Editorial

CPI de queijo ou calabresa?

Cristiano Migon
Escrito por Cristiano Migon

Ao se pensar em Comissão Parlamentar de Inquérito (CPI), invariavelmente, é associada, em nossas mentes, uma singela imagem: a pizza. Mas isso traduz realmente a verdade? Toda CPI “acaba em pizza”? Cabe mesmo atrelar ao significado de CPI as ideias de impunidade, de ineficiência, de falta de responsabilização? Bento Gonçalves esteve próxima ao início do trabalho de mais uma dessas frentes. Desta vez, o alvo era a possível compra de emendas ao Plano Diretor, documento de extrema importância, que rege o destino da política de desenvolvimento e de expansão urbana pelos próximos anos. Contudo, ao que tudo indica, aqui, a proposta foi execrada antes mesmo de tomar forma.

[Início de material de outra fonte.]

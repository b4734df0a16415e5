//! Logging setup for the command line tool.
//!
//! Everything is logged through `tracing` to stderr, so stdout stays free for
//! output. `RUST_LOG` takes precedence over the verbosity flags.

use tracing::level_filters::LevelFilter;
use tracing_subscriber::{fmt, layer::SubscriberExt, util::SubscriberInitExt, EnvFilter};

#[derive(Debug, Clone)]
pub struct LogConfig {
	pub level: LevelFilter,
	/// Ignore `RUST_LOG` even if it's set
	pub ignore_env: bool,
	pub with_ansi: bool,
}

impl Default for LogConfig {
	fn default() -> Self {
		Self {
			level: LevelFilter::INFO,
			ignore_env: false,
			with_ansi: true,
		}
	}
}

impl LogConfig {
	/// `-q` wins over `-v`. 0 is info, 1 is debug and 2 or more is trace.
	pub fn from_verbosity(verbose: u8, quiet: bool) -> Self {
		let level = match (quiet, verbose) {
			(true, _) => LevelFilter::ERROR,
			(false, 0) => LevelFilter::INFO,
			(false, 1) => LevelFilter::DEBUG,
			(false, _) => LevelFilter::TRACE,
		};
		Self {
			level,
			..Self::default()
		}
	}

	fn filter(&self) -> EnvFilter {
		let fallback = EnvFilter::default().add_directive(self.level.into());
		if self.ignore_env {
			return fallback;
		}
		EnvFilter::try_from_default_env().unwrap_or(fallback)
	}
}

/// Installs the global subscriber. Fails if one is already installed.
pub fn init_logging(config: &LogConfig) -> Result<(), tracing_subscriber::util::TryInitError> {
	tracing_subscriber::registry()
		.with(config.filter())
		.with(
			fmt::layer()
				.with_writer(std::io::stderr)
				.with_target(false)
				.with_ansi(config.with_ansi),
		)
		.try_init()
}

#[test]
fn verbosity_levels() {
	assert_eq!(LogConfig::from_verbosity(0, false).level, LevelFilter::INFO);
	assert_eq!(LogConfig::from_verbosity(1, false).level, LevelFilter::DEBUG);
	assert_eq!(LogConfig::from_verbosity(3, false).level, LevelFilter::TRACE);
	assert_eq!(LogConfig::from_verbosity(2, true).level, LevelFilter::ERROR);
}
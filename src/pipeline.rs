use crate::headers::Headers;
use crate::target::{StringTarget, Target};
use crate::{render, resolve, ContactRecord, Error, ResolvedContact, RowResult};
use csv::{Reader, ReaderBuilder, StringRecordsIntoIter};
use std::io;
use std::path::Path;

/// Reads contact rows and writes a vCard for each of them.
pub struct Pipeline<'a> {
	pub headers: Headers,
	iterator: Box<dyn Iterator<Item = RowResult> + 'a>,
	target: Option<Box<dyn Target + 'a>>,
}

impl<'a> Pipeline<'a> {
	pub fn from_reader<R: io::Read + 'a>(mut reader: Reader<R>) -> Result<Self, Error> {
		let headers_row = reader.headers()?.clone();
		let row_iterator = RowIter::from_records(reader.into_records());
		Ok(Pipeline {
			headers: Headers::from_row(headers_row),
			iterator: Box::new(row_iterator),
			target: None,
		})
	}

	/// Create a pipeline from a CSV or TSV file. Rows may be shorter or longer
	/// than the header.
	pub fn from_path<P: AsRef<Path>>(file_path: P) -> Result<Self, Error> {
		let file_path = file_path.as_ref();
		let delimiter = match file_path.extension().and_then(|ext| ext.to_str()) {
			Some(ext) if ext.eq_ignore_ascii_case("tsv") => b'\t',
			_ => b',',
		};
		let reader = ReaderBuilder::new()
			.delimiter(delimiter)
			.flexible(true)
			.from_path(file_path)?;
		tracing::debug!(path = %file_path.display(), delimiter = ?(delimiter as char), "Opened input");
		Self::from_reader(reader)
	}

	/// Where the cards go.
	///
	/// ## Example
	///
	/// ```
	/// use csv_vcard::{Pipeline, StringTarget};
	///
	/// let mut vcf = String::new();
	/// let summary = Pipeline::from_path("test/Ann.csv")
	///   .unwrap()
	///   .flush(StringTarget::new(&mut vcf))
	///   .run()
	///   .unwrap();
	///
	/// assert_eq!(summary.converted, 1);
	/// assert_eq!(
	///   vcf,
	///   "BEGIN:VCARD\r\n\
	///     VERSION:3.0\r\n\
	///     FN:Ann\r\n\
	///     TEL;TYPE=HOME:5550000\r\n\
	///     END:VCARD\r\n"
	/// );
	/// ```
	pub fn flush(mut self, target: impl Target + 'a) -> Self {
		self.target = Some(Box::new(target));
		self
	}

	/// The records of each row, keyed by column name.
	pub fn records(self) -> impl Iterator<Item = Result<ContactRecord, Error>> + 'a {
		let headers = self.headers;
		self.iterator
			.map(move |row| row.map(|row| ContactRecord::from_row(&headers, &row)))
	}

	/// The resolved contact of each row, for callers that render themselves.
	///
	/// ## Example
	///
	/// ```
	/// use csv_vcard::Pipeline;
	///
	/// let names: Vec<_> = Pipeline::from_path("test/Contacts.csv")
	///   .unwrap()
	///   .contacts()
	///   .map(|contact| contact.unwrap().display_name)
	///   .collect();
	///
	/// assert_eq!(
	///   names,
	///   vec![
	///     Some("Jane Doe".to_string()),
	///     Some("Ole Nordmann".to_string()),
	///     None,
	///   ]
	/// );
	/// ```
	pub fn contacts(self) -> impl Iterator<Item = Result<ResolvedContact, Error>> + 'a {
		self.records().map(|record| record.map(|record| resolve(&record)))
	}

	/// Run through every row in order. A row that can't be read or written is
	/// recorded in the [`Summary`] and the rest still get converted. Only
	/// finishing the target can fail the whole run.
	pub fn run(self) -> Result<Summary, Error> {
		let mut target = match self.target {
			Some(target) => target,
			None => return Err(Error::NoTarget),
		};
		let headers = self.headers;
		let mut summary = Summary::default();
		tracing::info!(columns = headers.len(), "Converting contacts");

		for (i, row) in self.iterator.enumerate() {
			let position = i + 1;
			let _span = tracing::debug_span!("row", position).entered();
			let result = row.and_then(|row| {
				let contact = resolve(&ContactRecord::from_row(&headers, &row));
				let card = render(&contact);
				target.write_card(position, &contact, &card)
			});
			match result {
				Ok(()) => summary.converted += 1,
				Err(error) => {
					tracing::warn!(row = position, %error, "Skipping contact");
					summary.failures.push(RowFailure {
						row: position,
						error,
					});
				}
			}
		}

		target.finish()?;
		tracing::info!(
			converted = summary.converted,
			failed = summary.failures.len(),
			"Done"
		);
		Ok(summary)
	}

	/// Renders every row into one string, cards separated by a blank line.
	///
	/// ## Example
	///
	/// ```
	/// use csv_vcard::Pipeline;
	///
	/// let vcf = Pipeline::from_path("test/Contacts.csv")
	///   .unwrap()
	///   .collect_into_string()
	///   .unwrap();
	///
	/// assert_eq!(vcf.matches("BEGIN:VCARD").count(), 3);
	/// assert!(vcf.contains("END:VCARD\r\n\r\nBEGIN:VCARD"));
	/// ```
	pub fn collect_into_string(self) -> Result<String, Error> {
		let mut vcf = String::new();
		self.flush(StringTarget::new(&mut vcf)).run()?;
		Ok(vcf)
	}
}

/// What a [`Pipeline::run`] did
#[derive(Debug, Default)]
pub struct Summary {
	pub converted: usize,
	pub failures: Vec<RowFailure>,
}
impl Summary {
	pub fn has_failures(&self) -> bool {
		!self.failures.is_empty()
	}
}

/// A row that couldn't be converted
#[derive(Debug)]
pub struct RowFailure {
	/// 1-based position among the data rows
	pub row: usize,
	pub error: Error,
}

pub struct RowIter<R: io::Read> {
	inner: StringRecordsIntoIter<R>,
}
impl<R: io::Read> RowIter<R> {
	pub fn from_records(records: StringRecordsIntoIter<R>) -> Self {
		RowIter { inner: records }
	}
}
impl<R: io::Read> Iterator for RowIter<R> {
	type Item = RowResult;

	fn next(&mut self) -> Option<Self::Item> {
		self.inner.next().map(|result| result.map_err(Error::from))
	}
}

#[cfg(test)]
fn from_str(csv: &str) -> Pipeline<'_> {
	let reader = ReaderBuilder::new().flexible(true).from_reader(csv.as_bytes());
	Pipeline::from_reader(reader).unwrap()
}

#[test]
fn rows_stay_in_order() {
	let vcf = from_str("display_name\nR1\nR2\nR3\n")
		.collect_into_string()
		.unwrap();
	let names: Vec<_> = vcf.lines().filter(|line| line.starts_with("FN:")).collect();
	assert_eq!(names, vec!["FN:R1", "FN:R2", "FN:R3"]);
}

#[test]
fn end_to_end_single_row() {
	let vcf = from_str("display_name,phones[0].number,phones[0].type\n\"Ann\",5550000,home\n")
		.collect_into_string()
		.unwrap();
	assert!(vcf.contains("FN:Ann\r\n"));
	assert!(vcf.contains("TEL;TYPE=HOME:5550000\r\n"));
	assert!(!vcf.contains("\r\nN:"));
	assert!(!vcf.contains("EMAIL"));
}

#[test]
fn duplicate_phones_render_once() {
	let vcf = from_str("phones[0].number,profile.phones[1].number,phone,mobile\n555, 555 ,555,556\n")
		.collect_into_string()
		.unwrap();
	assert_eq!(vcf.matches("TEL;").count(), 2);
	assert!(vcf.contains("TEL;TYPE=VOICE:555\r\n"));
	assert!(vcf.contains("TEL;TYPE=CELL:556\r\n"));
}

#[test]
fn duplicated_header_still_converts() {
	let vcf = from_str("display_name,email,email\nAnn,a@x,b@x\n")
		.collect_into_string()
		.unwrap();
	assert!(vcf.contains("FN:Ann\r\n"));
	assert!(vcf.contains("EMAIL;TYPE=INTERNET:b@x\r\n"));
	assert!(!vcf.contains("a@x"));
}

#[test]
fn type_labels_only_match_exactly() {
	let vcf = from_str("phones[0].number,phones[0].type,phones[1].number,phones[1].type,phones[2].number,phones[2].type\n1,mobile,2,business,3, Cell \n")
		.collect_into_string()
		.unwrap();
	assert!(vcf.contains("TEL;TYPE=VOICE:1\r\n"));
	assert!(vcf.contains("TEL;TYPE=VOICE:2\r\n"));
	assert!(vcf.contains("TEL;TYPE=CELL:3\r\n"));
}

#[test]
fn run_without_target() {
	match from_str("display_name\nA\n").run() {
		Err(Error::NoTarget) => {}
		_ => panic!("Expected NoTarget"),
	}
}

#[cfg(test)]
struct FailingTarget {
	positions: Vec<usize>,
}
#[cfg(test)]
impl Target for FailingTarget {
	fn write_card(&mut self, position: usize, _: &ResolvedContact, _: &crate::VCard) -> Result<(), Error> {
		self.positions.push(position);
		match position {
			2 => Err(Error::io("two.vcf", io::Error::new(io::ErrorKind::Other, "disk full"))),
			_ => Ok(()),
		}
	}
}

#[test]
fn failed_contact_does_not_stop_batch() {
	let mut target = FailingTarget { positions: vec![] };
	let summary = from_str("display_name\nA\nB\nC\n")
		.flush(&mut target)
		.run()
		.unwrap();
	assert_eq!(summary.converted, 2);
	assert_eq!(summary.failures.len(), 1);
	assert_eq!(summary.failures[0].row, 2);
	assert_eq!(target.positions, vec![1, 2, 3]);
}

#[test]
fn malformed_row_is_reported() {
	let reader = ReaderBuilder::new().from_reader("display_name,phone\nA,1\nB,2,3\nC,4\n".as_bytes());
	let summary = Pipeline::from_reader(reader)
		.unwrap()
		.flush(crate::target::StringTarget::new(&mut String::new()))
		.run()
		.unwrap();
	assert_eq!(summary.converted, 2);
	assert_eq!(summary.failures[0].row, 2);
	assert!(matches!(summary.failures[0].error, Error::Csv(_)));
}

#[test]
fn per_contact_files() {
	let dir = tempfile::tempdir().unwrap();
	let out = dir.path().join("out");
	let summary = Pipeline::from_path("test/Contacts.csv")
		.unwrap()
		.flush(crate::DirectoryTarget::new(&out))
		.run()
		.unwrap();
	assert_eq!(summary.converted, 3);
	assert!(out.join("Jane_Doe.vcf").exists());
	assert!(out.join("Ole_Nordmann.vcf").exists());
	assert!(out.join("live_someone.vcf").exists());
}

Mas, para responder a estas perguntas, é preciso ater-se aos fatos. Nem sempre as investigações terminam sem punição, e na história brasileira existem diversos exemplos da relevância que o processo pode ter na exposição da verdade. A CPI do Collor, em 1992, por exemplo, deu origem ao procedimento que pedia a destituição do presidente. Ele acabou renunciando antes disso. Em 1994, a CPI do Orçamento, que apurava desvio de verba pública, resultou na renúncia de um deputado e outros seis foram cassados em processos abertos pelo Congresso. Oito anos depois, em 2000, graças às provas obtidas pela Comissão, o ex-deputado Hildebrando Paschoal foi cassado, preso e condenado a 25 anos de prisão. Seus crimes incluem tráfico de drogas, corrupção e assassinato. Atualmente, outras investigações, como a CPI da Petrobrás e o Mensalão, ainda podem gerar condenações para políticos e associados.

A democracia é, sem dúvida, desde Aristóteles, a melhor forma de governo que pode existir para o povo, pois, em sua tradução literal é “o governo do povo para o povo”. Com isso, tendo-se em vista que grandes democracias não têm como serem administradas diretamente pelo “povo” surge a necessidade de se escolher representantes que direcionem a vontade geral a um denominador comum. Dessa forma, no exercício de suas funções e prerrogativas legais, ao instaurarem uma CPI para apurar qualquer assunto, previamente definido e por tempo certo, os parlamentares estão exercendo a vontade geral, que emana do povo, o verdadeiro detentor do poder.

Por que não investigar?

Entretanto, toda representação necessita de acompanhamento, e em se tratando do exercício da atividade legislativa e suas prerrogativas, outorgadas aos eleitos pelo povo, não é diferente. Logo, é preciso analisar de forma crítica se este exercício em CPI’S não ocorre apenas em função do mero interesse particular, em face do interesse coletivo, pois em muitos casos, o objetivo real que pode estar guiando uma investigação, conduzida pela CPI, é o empenho em destronar o opositor. Dessa forma, o cidadão precisa ficar atento ao exercício do mandato eletivo de seus representantes, principalmente no que tange às suas funções e prerrogativas, para que condutas adversas à moral não intentem contra o sistema democrático.

As investigações que ainda poderão ser conduzidas em Bento Gonçalves teriam força. Talvez, muito mais do que os próprios vereadores poderiam se dar conta. E vale ressaltar que toda comunidade quer o surgimento da verdade. Cabe a vocês lembrarem-se desse detalhe e questionarem a si, por que não investigar?